[69:1] For a clear brief summary of the theory the reader may be referred to a little work by Sir William Ramsay, F.R.S., entitled Elements and Electrons, pp. 8-15.
IV
THE DOCTRINE OF ENERGY[81:1]
The problem of Metaphysics—the nature of Reality—still presses for a solution. Agnosticism is but a cautious idealism—a timid phenomenalism. That philosophy, however named, which proclaims that the experience of life is nothing more than a vain show, a pantomime of sensations distinguished only from ideas by their greater intensity and distinctness, is not only a confession of failure. It is a denial of fact.

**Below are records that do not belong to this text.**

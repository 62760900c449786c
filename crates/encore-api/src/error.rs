use axum::{
    Json,
    http::StatusCode,
    response::{IntoResponse, Response},
};
use serde_json::json;
use thiserror::Error;
use tracing::error;

/// Failures surfaced to request handlers.
///
/// Idempotent no-ops (already followed, not followed) are outcomes, not
/// errors, and dispatch never fails, so neither appears here.
#[derive(Debug, Error)]
pub enum SocialError {
    #[error("It`s you")]
    InvalidTarget,

    #[error("This user does not exist")]
    NotFound,

    #[error("{0}")]
    BadRequest(&'static str),

    #[error("Unauthorized")]
    Unauthorized,

    #[error("Forbidden")]
    Forbidden,

    #[error("Already exists")]
    Conflict,

    #[error("persistence failure: {0}")]
    Persistence(#[from] anyhow::Error),
}

impl SocialError {
    pub fn status(&self) -> StatusCode {
        match self {
            Self::InvalidTarget | Self::BadRequest(_) => StatusCode::BAD_REQUEST,
            Self::NotFound => StatusCode::NOT_FOUND,
            Self::Unauthorized => StatusCode::UNAUTHORIZED,
            Self::Forbidden => StatusCode::FORBIDDEN,
            Self::Conflict => StatusCode::CONFLICT,
            Self::Persistence(_) => StatusCode::INTERNAL_SERVER_ERROR,
        }
    }
}

impl IntoResponse for SocialError {
    fn into_response(self) -> Response {
        let message = match &self {
            Self::Persistence(e) => {
                error!("persistence failure: {:#}", e);
                "Internal error".to_string()
            }
            other => other.to_string(),
        };
        (self.status(), Json(json!({ "message": message }))).into_response()
    }
}
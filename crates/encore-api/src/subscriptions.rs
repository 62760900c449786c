use std::sync::Arc;

use axum::{
    Extension, Json,
    extract::{Path, Query, State},
    response::IntoResponse,
};
use chrono::Utc;
use tracing::info;

use encore_db::Database;
use encore_db::models::UserRow;
use encore_gateway::dispatcher::Dispatcher;
use encore_types::UserId;
use encore_types::api::{Claims, FollowResponse, LimitQuery};
use encore_types::events::GatewayEvent;
use encore_types::models::{SubscriptionEdge, User};

use crate::auth::AppStateInner;
use crate::blocking::{run_blocking, with_db};
use crate::error::SocialError;
use crate::notifications::NotificationStore;
use crate::users::{MAX_PAGE_SIZE, into_users};

#[derive(Debug, Clone, Copy, PartialEq, Eq)]
pub enum FollowOutcome {
    Followed,
    AlreadyFollowed,
}

#[derive(Debug, Clone, Copy, PartialEq, Eq)]
pub enum UnfollowOutcome {
    Unfollowed,
    NotFollowed,
}

impl FollowOutcome {
    pub fn message(self) -> &'static str {
        match self {
            Self::Followed => "Followed!",
            Self::AlreadyFollowed => "Already followed!",
        }
    }
}

impl UnfollowOutcome {
    pub fn message(self) -> &'static str {
        match self {
            Self::Unfollowed => "Unfollowed!",
            Self::NotFollowed => "Not followed!",
        }
    }
}

/// Directed follow edges and the messages they trigger.
///
/// `follow` leaves a durable notification for the target; `unfollow` only
/// dispatches to whoever is online.
#[derive(Clone)]
pub struct SubscriptionGraph {
    db: Arc<Database>,
    dispatcher: Dispatcher,
    notifications: NotificationStore,
}

impl SubscriptionGraph {
    pub fn new(db: Arc<Database>, dispatcher: Dispatcher, notifications: NotificationStore) -> Self {
        Self {
            db,
            dispatcher,
            notifications,
        }
    }

    pub async fn follow(&self, subscriber_id: UserId, target_id: UserId) -> Result<FollowOutcome, SocialError> {
        let (subscriber, target) = self.resolve_pair(subscriber_id, target_id).await?;

        // Insert-if-absent runs under the store lock; the pair is UNIQUE.
        let added = with_db(&self.db, move |db| {
            db.insert_follow_if_absent(subscriber_id, target_id, Utc::now())
        })
        .await?;
        if !added {
            return Ok(FollowOutcome::AlreadyFollowed);
        }
        info!("{} now follows {}", subscriber.login, target.login);

        self.dispatcher
            .send_to_user(
                subscriber_id,
                GatewayEvent::notification(format!("You are following {} now!", target.login)),
            )
            .await;

        let text = format!("{} is following you now!", subscriber.login);
        self.dispatcher
            .send_to_user(target_id, GatewayEvent::notification(text.clone()))
            .await;

        self.notifications
            .create(target_id, &text, &format!("/profile/{}", subscriber_id))
            .await?;

        Ok(FollowOutcome::Followed)
    }

    pub async fn unfollow(&self, subscriber_id: UserId, target_id: UserId) -> Result<UnfollowOutcome, SocialError> {
        let (subscriber, target) = self.resolve_pair(subscriber_id, target_id).await?;

        let removed = with_db(&self.db, move |db| db.delete_follow(subscriber_id, target_id)).await?;
        if !removed {
            return Ok(UnfollowOutcome::NotFollowed);
        }
        info!("{} no longer follows {}", subscriber.login, target.login);

        self.dispatcher
            .send_to_user(
                subscriber_id,
                GatewayEvent::notification(format!("You are not following {} now!", target.login)),
            )
            .await;
        self.dispatcher
            .send_to_user(
                target_id,
                GatewayEvent::notification(format!("{} is not following you now!", subscriber.login)),
            )
            .await;

        Ok(UnfollowOutcome::Unfollowed)
    }

    /// Everyone following `user_id`, oldest edge first.
    pub async fn subscribers_of(&self, user_id: UserId) -> Result<Vec<UserId>, SocialError> {
        let raw = with_db(&self.db, move |db| db.get_subscriber_ids(user_id)).await?;
        parse_ids(raw)
    }

    /// Everyone `user_id` follows, oldest edge first.
    pub async fn subscriptions_of(&self, user_id: UserId) -> Result<Vec<UserId>, SocialError> {
        let raw = with_db(&self.db, move |db| db.get_subscription_ids(user_id)).await?;
        parse_ids(raw)
    }

    pub async fn is_following(&self, subscriber_id: UserId, target_id: UserId) -> Result<bool, SocialError> {
        with_db(&self.db, move |db| db.follow_exists(subscriber_id, target_id)).await
    }

    /// Followers of `user_id` as accounts, most-followed first.
    pub async fn subscriber_users(&self, user_id: UserId, limit: u32) -> Result<Vec<User>, SocialError> {
        let db = self.db.clone();
        run_blocking(move || {
            if db.get_user_by_id(user_id)?.is_none() {
                return Err(SocialError::NotFound);
            }
            Ok(into_users(db.get_subscriber_users(user_id, limit)?)?)
        })
        .await
    }

    /// Accounts `user_id` follows, most-followed first.
    pub async fn subscription_users(&self, user_id: UserId, limit: u32) -> Result<Vec<User>, SocialError> {
        let db = self.db.clone();
        run_blocking(move || {
            if db.get_user_by_id(user_id)?.is_none() {
                return Err(SocialError::NotFound);
            }
            Ok(into_users(db.get_subscription_users(user_id, limit)?)?)
        })
        .await
    }

    async fn resolve_pair(&self, subscriber_id: UserId, target_id: UserId) -> Result<(UserRow, UserRow), SocialError> {
        if subscriber_id == target_id {
            return Err(SocialError::InvalidTarget);
        }
        let db = self.db.clone();
        run_blocking(move || {
            let target = db.get_user_by_id(target_id)?.ok_or(SocialError::NotFound)?;
            let subscriber = db.get_user_by_id(subscriber_id)?.ok_or(SocialError::Unauthorized)?;
            Ok((subscriber, target))
        })
        .await
    }
}

fn parse_ids(raw: Vec<String>) -> Result<Vec<UserId>, SocialError> {
    raw.iter()
        .map(|id| id.parse::<UserId>().map_err(|e| SocialError::Persistence(e.into())))
        .collect()
}

pub async fn follow(
    State(state): State<Arc<AppStateInner>>,
    Path(target_id): Path<UserId>,
    Extension(claims): Extension<Claims>,
) -> Result<impl IntoResponse, SocialError> {
    let outcome = state.graph.follow(claims.sub, target_id).await?;
    Ok(Json(follow_response(outcome.message(), claims.sub, target_id)))
}

pub async fn unfollow(
    State(state): State<Arc<AppStateInner>>,
    Path(target_id): Path<UserId>,
    Extension(claims): Extension<Claims>,
) -> Result<impl IntoResponse, SocialError> {
    let outcome = state.graph.unfollow(claims.sub, target_id).await?;
    Ok(Json(follow_response(outcome.message(), claims.sub, target_id)))
}

fn follow_response(message: &str, subscriber_id: UserId, subscribed_id: UserId) -> FollowResponse {
    FollowResponse {
        message: message.to_string(),
        user_id: subscriber_id,
        edge: SubscriptionEdge {
            subscriber_id,
            subscribed_id,
        },
    }
}

pub async fn list_subscribers(
    State(state): State<Arc<AppStateInner>>,
    Path(user_id): Path<UserId>,
    Query(query): Query<LimitQuery>,
    Extension(_claims): Extension<Claims>,
) -> Result<impl IntoResponse, SocialError> {
    let users = state
        .graph
        .subscriber_users(user_id, query.limit.min(MAX_PAGE_SIZE))
        .await?;
    Ok(Json(users))
}

pub async fn list_subscriptions(
    State(state): State<Arc<AppStateInner>>,
    Path(user_id): Path<UserId>,
    Query(query): Query<LimitQuery>,
    Extension(_claims): Extension<Claims>,
) -> Result<impl IntoResponse, SocialError> {
    let users = state
        .graph
        .subscription_users(user_id, query.limit.min(MAX_PAGE_SIZE))
        .await?;
    Ok(Json(users))
}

To know the nature of the Absolute as such, to present the Absolute to finite minds as it must be presented, if that be possible, to the Absolute itself, must ever remain impossible to man. But it is equally true that to attempt such a task has never been the urgent mission of Philosophy. The distinction between the Ideal and the Real, between the conceptual and the perceptual, is quite certainly and incessantly recognised. Agnosticism can neither deny the fact successfully, nor solve the speculative difficulties which its recognition raises up. The Real and the Ideal, essentially distinct yet mockingly similar, for ever blend and intermingle in the composite experience of life. Truly to discriminate and unravel these,—validly to separate the Ideal element which impregnates that Reality which we are for ever compelled to postulate and recognise, still remains the great problem of Philosophy—humbler perhaps and more practical, but not less profound than any vain attempt to discover to finite conception the Absolute as it is in itself. Therefore it is that the efforts of negative and agnostic criticism to dispense with the recognition of Reality as a necessary postulate of our activity are foredoomed to failure. They leave us not a solitude which we might pretend to be peace, but a seething sea of troubles urgently demanding a new attempt to reveal the unity which must underlie the infinite diversity of experience.
Such, indeed, seems to us the present position of Metaphysics; and, what is more important, it appears to react with increasing force upon the theories and investigations of Science.
The problem of Reality is thus at present not without a special and increasing interest for the students of Physical Science. Until lately they have been taught and have always maintained that Matter is the direct object of sense-perception. No doubt it is long since Philosophy has urged that our conceptions of the external world are a mentally constructed system. But this doctrine has made but little impression upon the students of Natural Science. The objective origin of our sensations and the apparently objective reality also of the intelligible qualities and operative laws of the external world are too strongly impressed upon their minds. Idealism and Transcendentalism have carried no conviction to them. Still, the difficulties of common sense have continued to grow. Recent developments of scientific theory have increased the urgency of the problem, but they seem to us also to suggest a solution the beneficial results of which affect the whole of Metaphysics.
We refer to the doctrine of Energy, which occupies now as great a place in the physical sciences as the doctrine of Evolution does in the zoological sciences.